Le défi de toutes ces voitures est de transmettre la puissance à la route sans patiner. Bien que Ford appelle son système de réglage du régime une fonction de contrôle de démarrage, il ne l’est pas. Il permet seulement au conducteur d’appuyer à fond sur les deux pédales à un régime déterminé avant de relâcher le frein. Tout comme la boîte de vitesses PDK de la Porsche, les embrayages s’engagent dans la boîte à double embrayage à une vitesse prédéterminée, mais contrairement à la Porsche, rien ne « surveille » le patinage des roues pour aider à le réduire ou à l’optimiser. Vous êtes seul pour accélérer. Le mode Course d’accélération permet entre autres d’assouplir les amortisseurs arrière pour obtenir un meilleur transfert de poids vers l’arrière et de faire ce que l’ingénieur du Tremec a appelé le passage en « surcouple », qui ressemble beaucoup, avec une boîte manuelle, à un changement de vitesse sans relâcher l’accélérateur. Contrairement aux changements de vitesse de 80 millisecondes en mode Sport ou Piste, qui interrompent brièvement l’inertie de l’accélérateur ou du moteur avant d’enclencher le rapport supérieur, le surcouple maintient le papillon en position pleins gaz et relie deux rapports pour exploiter le moment d’inertie, et vous pouvez le sentir dans le creux de votre dos. Ce ne sont pas les changements de vitesse les plus rapides, mais ils produisent de meilleurs temps sur la piste d’accélération. Ce sont des résultats impressionnants, et nous sommes impatients d’obtenir un véhicule de prêt pour tester différentes techniques de démarrage. Je parie qu’elle vaut un dix.

Où est le problème?

Honnêtement, tout ce qui nous a déçus est l’intérieur de la GT500. Les sièges, qu’il s’agisse de ceux des véhicules de base ou des Recaro en option, sont absolument superbes et offrent un bon soutien. Le volant en suède synthétique est parfait. L’écran ACL en couleur du tableau de bord est net et s’utilise facilement. Toutefois, le reste, soit l’allure, la sensation et les fonctions, est identique à la Mustang GT Premium à 43 000 $ US. Il y a des plastiques rigides sur le tableau de bord et le tunnel de la boîte de vitesses. Le nouveau levier de commande rotatif n’a pas une allure sportive et ne semble ni particulièrement robuste ni imposant. De la fibre de carbone sur le tableau de bord, ce n’est pas assez. Le sentiment haut de gamme que l’on ressent en conduisant la voiture ou en regardant sa carrosserie ahurissante ne se rend pas dans l’habitacle.

La GT500 en perspective

Je me rends compte que dans la majeure partie de cet article, j’ignore la voiture de base. La raison est que la voiture de base correspond à ce que j’en attendais : venez pour la puissance, restez pour le patinage. Sur la même piste, la voiture de base était brillante dans sa façon de ne pas avoir assez d’adhérence pour contrôler la puissance ou les forces latérales comme la « R ». Il y a plus de mouvements de la carrosserie, ce qui est satisfaisant, stimulant et tout simplement amusant. Elle est aussi très agréable sur la route, assez silencieuse pour faciliter les conversations, mais avec de la puissance et du bruit en réserve quand vous le voulez.

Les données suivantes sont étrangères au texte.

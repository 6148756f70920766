use serde::Serialize;

/// Structured trace events emitted across all Runfence crates.
#[derive(Debug, Clone, Serialize)]
#[serde(tag = "event")]
pub enum TraceEvent {
    SessionCreated {
        user_id: String,
    },
    SessionCleaned {
        user_id: String,
        agents_cleaned: usize,
    },
    EmergencyCleanup {
        users_cleaned: usize,
        agents_cleaned: usize,
    },
    SweepCompleted {
        users_checked: usize,
        sessions_evicted: usize,
        agents_evicted: usize,
        errors: usize,
        duration_ms: u64,
    },
    DispatcherCreated {
        dispatcher_id: String,
        user_id: String,
        run_id: String,
        entry_point: String,
        active_for_user: usize,
    },
    DispatcherReleased {
        dispatcher_id: String,
        user_id: String,
        lifetime_ms: u64,
    },
    DispatcherLimitHit {
        user_id: String,
        limit: usize,
    },
    DeliveryRetried {
        user_id: String,
        event_kind: String,
        attempt: u32,
        delay_ms: u64,
    },
    DeliveryFailed {
        user_id: String,
        thread_id: String,
        event_kind: String,
        attempts: u32,
    },
}

impl TraceEvent {
    pub fn emit(&self) {
        let json = serde_json::to_string(self).unwrap_or_default();
        tracing::info!(trace_event = %json, "rf_event");
    }
}
//! Per-user agent sessions for Runfence.
//!
//! The [`SessionRegistry`] owns one [`Session`] per user, created lazily on
//! first access and guarded per user.  The [`LifecycleManager`] sweeps the
//! registry on its own schedule: it reports per-user and fleet health,
//! evicts idle or over-limit state, and triggers emergency cleanup when the
//! fleet is overloaded.

pub mod health;
pub mod lifecycle;
pub mod registry;
pub mod session;

pub use health::{
    CleanupReport, CleanupStatus, EmergencyCleanupReport, FleetReport, HealthStatus,
    UserHealthReport,
};
pub use lifecycle::{LifecycleManager, SweepError, SweepReport, UserCheck};
pub use registry::SessionRegistry;
pub use session::{AgentRecord, Session, SessionMetrics};
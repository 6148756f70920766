//! One isolated dispatcher per in-flight request.

use std::panic::AssertUnwindSafe;
use std::sync::atomic::{AtomicBool, AtomicUsize, Ordering};
use std::sync::Arc;
use std::time::{Duration, Instant};

use chrono::{DateTime, Utc};
use futures_util::FutureExt;
use parking_lot::Mutex;
use serde_json::Value;
use tokio::sync::OwnedSemaphorePermit;
use tokio_util::sync::CancellationToken;

use rf_context::ExecutionContext;
use rf_domain::error::{Error, Result};
use rf_domain::event::EventKind;
use rf_domain::tool::{ToolContext, ToolError, ToolRegistry};
use rf_domain::trace::TraceEvent;
use rf_events::{AgentEventEmitter, EmitError};
use rf_sessions::{AgentRecord, SessionRegistry};

use crate::cancel::CancelRegistry;
use crate::metrics::FactoryMetrics;

/// Everything the factory hands to a new dispatcher.
pub(crate) struct DispatcherParts {
    pub context: ExecutionContext,
    pub agent_name: String,
    pub tools: ToolRegistry,
    pub emitter: Arc<AgentEventEmitter>,
    /// The factory built the emitter, so cleanup may detach it.
    pub owns_emitter: bool,
    pub slot: OwnedSemaphorePermit,
    pub cancel: CancellationToken,
    pub tool_timeout: Duration,
    pub registry: Arc<SessionRegistry>,
    pub cancels: Arc<CancelRegistry>,
    pub metrics: Arc<FactoryMetrics>,
}

pub struct RequestScopedDispatcher {
    dispatcher_id: String,
    created_at: DateTime<Utc>,
    started: Instant,
    context: ExecutionContext,
    agent_name: String,
    tools: ToolRegistry,
    emitter: Mutex<Option<Arc<AgentEventEmitter>>>,
    owns_emitter: bool,
    slot: Mutex<Option<OwnedSemaphorePermit>>,
    is_active: AtomicBool,
    /// Calls currently running; the emitter is detached after the last one.
    in_flight: AtomicUsize,
    cancel: CancellationToken,
    tool_timeout: Duration,
    registry: Arc<SessionRegistry>,
    cancels: Arc<CancelRegistry>,
    metrics: Arc<FactoryMetrics>,
}

impl RequestScopedDispatcher {
    pub(crate) fn new(parts: DispatcherParts) -> Self {
        Self {
            dispatcher_id: uuid::Uuid::new_v4().to_string(),
            created_at: Utc::now(),
            started: Instant::now(),
            context: parts.context,
            agent_name: parts.agent_name,
            tools: parts.tools,
            emitter: Mutex::new(Some(parts.emitter)),
            owns_emitter: parts.owns_emitter,
            slot: Mutex::new(Some(parts.slot)),
            is_active: AtomicBool::new(true),
            in_flight: AtomicUsize::new(0),
            cancel: parts.cancel,
            tool_timeout: parts.tool_timeout,
            registry: parts.registry,
            cancels: parts.cancels,
            metrics: parts.metrics,
        }
    }

    pub fn dispatcher_id(&self) -> &str {
        &self.dispatcher_id
    }

    pub fn created_at(&self) -> DateTime<Utc> {
        self.created_at
    }

    pub fn context(&self) -> &ExecutionContext {
        &self.context
    }

    pub fn user_id(&self) -> &str {
        self.context.user_id()
    }

    pub fn agent_name(&self) -> &str {
        &self.agent_name
    }

    pub fn tool_names(&self) -> Vec<String> {
        self.tools.tool_names()
    }

    pub fn is_active(&self) -> bool {
        self.is_active.load(Ordering::SeqCst)
    }

    pub fn is_cancelled(&self) -> bool {
        self.cancel.is_cancelled()
    }

    pub fn cancel_token(&self) -> &CancellationToken {
        &self.cancel
    }

    /// The bound emitter, until cleanup detaches it.
    pub fn emitter(&self) -> Option<Arc<AgentEventEmitter>> {
        self.emitter.lock().clone()
    }

    /// Admit one call, or fail if cleanup already ran.
    fn enter(&self) -> Result<InFlight<'_>> {
        self.in_flight.fetch_add(1, Ordering::SeqCst);
        let call = InFlight { dispatcher: self };
        if self.is_active.load(Ordering::SeqCst) {
            Ok(call)
        } else {
            Err(Error::DispatcherInactive(self.dispatcher_id.clone()))
        }
    }

    fn detach_emitter(&self) {
        if let Some(em) = self.emitter.lock().take() {
            if self.owns_emitter {
                em.detach();
            }
        }
    }

    fn log_emit(&self, kind: EventKind, outcome: std::result::Result<(), EmitError>) {
        if let Err(e) = outcome {
            tracing::warn!(
                dispatcher_id = %self.dispatcher_id,
                user_id = %self.context.user_id(),
                run_id = %self.context.run_id(),
                event_kind = %kind,
                error = %e,
                "event emission failed"
            );
        }
    }

    // ── agent lifecycle ─────────────────────────────────────────────

    /// Register the agent in the user's session and emit `agent_started`.
    ///
    /// The session is looked up again here, so a dispatcher that outlived an
    /// emergency cleanup registers into a fresh session.
    pub async fn start_agent(&self) -> Result<()> {
        let _call = self.enter()?;
        let session = self.registry.get_user_session(self.context.user_id())?;
        let record = AgentRecord::new(&self.agent_name)
            .for_run(self.context.run_id(), self.context.request_id())
            .with_metadata("dispatcher_id", Value::from(self.dispatcher_id.as_str()));
        session.register_agent(&self.agent_name, record);

        if let Some(em) = self.emitter() {
            let outcome = em.notify_agent_started(&self.agent_name).await;
            self.log_emit(EventKind::AgentStarted, outcome);
        }
        Ok(())
    }

    pub async fn think(&self, thought: &str) -> Result<()> {
        let _call = self.enter()?;
        if let Some(em) = self.emitter() {
            let outcome = em.notify_agent_thinking(&self.agent_name, thought).await;
            self.log_emit(EventKind::AgentThinking, outcome);
        }
        Ok(())
    }

    pub async fn complete_agent(&self, result: &Value) -> Result<()> {
        let _call = self.enter()?;
        if let Some(session) = self.registry.get_session(self.context.user_id()) {
            session.touch_agent(&self.agent_name);
        }
        if let Some(em) = self.emitter() {
            let outcome = em.notify_agent_completed(&self.agent_name, result).await;
            self.log_emit(EventKind::AgentCompleted, outcome);
        }
        Ok(())
    }

    /// Send an `error` event for this dispatcher's agent.
    pub async fn report_error(&self, message: &str) -> Result<()> {
        let _call = self.enter()?;
        if let Some(em) = self.emitter() {
            let outcome = em.notify_error(&self.agent_name, message).await;
            self.log_emit(EventKind::Error, outcome);
        }
        Ok(())
    }

    // ── tools ───────────────────────────────────────────────────────

    /// Run a registered tool, bracketed by `tool_executing` and
    /// `tool_completed` events.
    ///
    /// The call is bounded by the configured tool timeout and stops early
    /// when the request is cancelled.  A panicking tool is reported as a
    /// failed tool.
    pub async fn dispatch(&self, tool_name: &str, params: Value) -> Result<Value> {
        let _call = self.enter()?;
        let tool = self
            .tools
            .get(tool_name)
            .ok_or_else(|| Error::ToolNotFound(tool_name.to_owned()))?;
        if self.cancel.is_cancelled() {
            return Err(Error::Cancelled(self.context.request_id().to_owned()));
        }

        if let Some(session) = self.registry.get_session(self.context.user_id()) {
            session.touch_agent(&self.agent_name);
        }

        let emitter = self.emitter();
        if let Some(em) = &emitter {
            let outcome = em
                .notify_tool_executing(&self.agent_name, tool_name, &params)
                .await;
            self.log_emit(EventKind::ToolExecuting, outcome);
        }

        let ctx = ToolContext {
            request_id: self.context.request_id().to_owned(),
            user_id: self.context.user_id().to_owned(),
            run_id: self.context.run_id().to_owned(),
            agent_name: self.agent_name.clone(),
            tool_name: tool_name.to_owned(),
            cancel: self.cancel.child_token(),
        };

        let started = Instant::now();
        let call = AssertUnwindSafe(tool.execute(ctx, params)).catch_unwind();
        let outcome: std::result::Result<Value, ToolError> = tokio::select! {
            _ = self.cancel.cancelled() => {
                Err(ToolError::Cancelled("request cancelled".into()))
            }
            res = tokio::time::timeout(self.tool_timeout, call) => match res {
                Err(_) => Err(ToolError::Timeout(format!(
                    "exceeded {}s",
                    self.tool_timeout.as_secs()
                ))),
                Ok(Err(_panic)) => Err(ToolError::Failed("tool panicked".into())),
                Ok(Ok(result)) => result,
            },
        };

        tracing::debug!(
            dispatcher_id = %self.dispatcher_id,
            tool = %tool_name,
            ok = outcome.is_ok(),
            elapsed_ms = started.elapsed().as_millis() as u64,
            "tool dispatched"
        );

        if let Some(em) = &emitter {
            let reported = match &outcome {
                Ok(value) => em
                    .notify_tool_completed(&self.agent_name, tool_name, Ok(value))
                    .await,
                Err(e) => {
                    let message = e.to_string();
                    em.notify_tool_completed(&self.agent_name, tool_name, Err(message.as_str()))
                        .await
                }
            };
            self.log_emit(EventKind::ToolCompleted, reported);
        }

        match outcome {
            Ok(value) => Ok(value),
            Err(ToolError::Cancelled(_)) => {
                Err(Error::Cancelled(self.context.request_id().to_owned()))
            }
            Err(source) => Err(Error::Tool {
                tool: tool_name.to_owned(),
                source,
            }),
        }
    }

    // ── teardown ────────────────────────────────────────────────────

    /// Cancel in-flight calls, release the user's dispatcher slot and
    /// detach the emitter.
    ///
    /// A call still running gets to report its `tool_completed` (as
    /// cancelled) before the emitter is detached.  Safe to call any number
    /// of times; only the first call does work.
    pub fn cleanup(&self) {
        if !self.is_active.swap(false, Ordering::SeqCst) {
            return;
        }

        self.cancel.cancel();
        drop(self.slot.lock().take());
        if self.in_flight.load(Ordering::SeqCst) == 0 {
            self.detach_emitter();
        }
        self.cancels.remove(self.context.request_id());
        self.metrics.record_released();

        let lifetime_ms = self.started.elapsed().as_millis() as u64;
        tracing::debug!(
            dispatcher_id = %self.dispatcher_id,
            user_id = %self.context.user_id(),
            lifetime_ms,
            "dispatcher released"
        );
        TraceEvent::DispatcherReleased {
            dispatcher_id: self.dispatcher_id.clone(),
            user_id: self.context.user_id().to_owned(),
            lifetime_ms,
        }
        .emit();
    }
}

/// Marks one running call; the last call to finish after cleanup detaches
/// the emitter.
struct InFlight<'a> {
    dispatcher: &'a RequestScopedDispatcher,
}

impl Drop for InFlight<'_> {
    fn drop(&mut self) {
        let d = self.dispatcher;
        if d.in_flight.fetch_sub(1, Ordering::SeqCst) == 1 && !d.is_active.load(Ordering::SeqCst) {
            d.detach_emitter();
        }
    }
}

impl Drop for RequestScopedDispatcher {
    fn drop(&mut self) {
        if self.is_active() {
            tracing::warn!(
                dispatcher_id = %self.dispatcher_id,
                user_id = %self.context.user_id(),
                "dispatcher dropped without cleanup"
            );
            self.cleanup();
        }
    }
}

impl std::fmt::Debug for RequestScopedDispatcher {
    fn fmt(&self, f: &mut std::fmt::Formatter<'_>) -> std::fmt::Result {
        f.debug_struct("RequestScopedDispatcher")
            .field("dispatcher_id", &self.dispatcher_id)
            .field("user_id", &self.context.user_id())
            .field("agent_name", &self.agent_name)
            .field("tools", &self.tools.tool_names())
            .field("is_active", &self.is_active())
            .finish()
    }
}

La GT500R, par contre, était complètement inattendue. C’est une de ces voitures qui sortent de nulle part de temps à autre et qui laissent les gens comme moi sans voix jusqu’à ce que j’aie eu le temps de digérer mon expérience et de réfléchir à ce que cela signifie. Et ce que ça signifie, c’est que le muscle car américain est arrivé sur le marché des supervoitures européennes, et c’est du sérieux. Je ne peux m’empêcher de penser à ces premières Shelby Cobra et, plus tard, aux Ford GT40 qui se sont hissées sur le podium du Mans dans les années 1960. Ce n’est pas le cas ici, mais dans la population, c’est ce qui se passe en ce moment même. Allez, l’équipe des États-Unis! La nomination de la Ford Mustang GT500R 2020 pour participer à notre épreuve de la Meilleure voiture pour conducteur l’an prochain va de soi; cette année, la GT350 est arrivée en deuxième position. La GT500R a encore plus de chances de gagner. Demeurez à l’affût.